* About this exercise: All that is needed is every line of the listing below that has "installed".

* Material supplied:
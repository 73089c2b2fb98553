// build.rs

use clap::{Arg, ArgAction, Command};
use clap_mangen::Man;
use std::env;
use std::fs;
use std::path::PathBuf;

fn package_arg() -> Arg {
    Arg::new("package").required(true).help("Package name")
}

fn build_cli() -> Command {
    Command::new("miniapt")
        .version(env!("CARGO_PKG_VERSION"))
        .about("Minimal Debian-style package manager for self-contained install trees")
        .subcommand_required(true)
        .arg(
            Arg::new("root")
                .long("root")
                .global(true)
                .value_name("PATH")
                .default_value(".")
                .help("Install root (state lives in <root>/apt)"),
        )
        .arg(
            Arg::new("config")
                .long("config")
                .global(true)
                .value_name("PATH")
                .help("Configuration file (default: <root>/apt/sources.json)"),
        )
        .subcommand(Command::new("update").about("Download package lists from every configured source"))
        .subcommand(
            Command::new("list")
                .about("List packages, optionally only one section")
                .arg(Arg::new("section").help("Section name (e.g. cores, plugins)")),
        )
        .subcommand(
            Command::new("install")
                .about("Install packages and their dependencies")
                .arg(
                    Arg::new("packages")
                        .required(true)
                        .num_args(1..)
                        .help("Package names"),
                ),
        )
        .subcommand(
            Command::new("show")
                .about("Show a package's control stanza")
                .arg(package_arg()),
        )
        .subcommand(
            Command::new("deps")
                .about("Show the dependencies a package pulls in")
                .arg(package_arg()),
        )
        .subcommand(
            Command::new("remove")
                .about("Remove an installed package")
                .arg(package_arg())
                .arg(
                    Arg::new("recursive")
                        .short('r')
                        .long("recursive")
                        .action(ArgAction::SetTrue)
                        .help("Also remove every installed package that depends on it"),
                ),
        )
        .subcommand(
            Command::new("upgrade")
                .about("Upgrade every installed package with a newer catalog version"),
        )
        .subcommand(
            Command::new("completions")
                .about("Generate shell completion scripts")
                .arg(
                    Arg::new("shell")
                        .required(true)
                        .value_parser(["bash", "elvish", "fish", "powershell", "zsh"])
                        .help("Shell type"),
                ),
        )
}

fn main() {
    println!("cargo:rerun-if-changed=build.rs");

    // Create man directory
    let out_dir = PathBuf::from(env::var("CARGO_MANIFEST_DIR").unwrap());
    let man_dir = out_dir.join("man");
    fs::create_dir_all(&man_dir).expect("Failed to create man directory");

    // Generate main man page
    let cmd = build_cli();
    let man = Man::new(cmd);
    let mut buffer = Vec::new();
    man.render(&mut buffer).expect("Failed to render man page");

    let man_path = man_dir.join("miniapt.1");
    fs::write(&man_path, buffer).expect("Failed to write man page");
}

* Exercise solution:
                .about("Remove an installed package")
                        .help("Also remove every installed package that depends on it"),
                .about("Upgrade every installed package with a newer catalog version"),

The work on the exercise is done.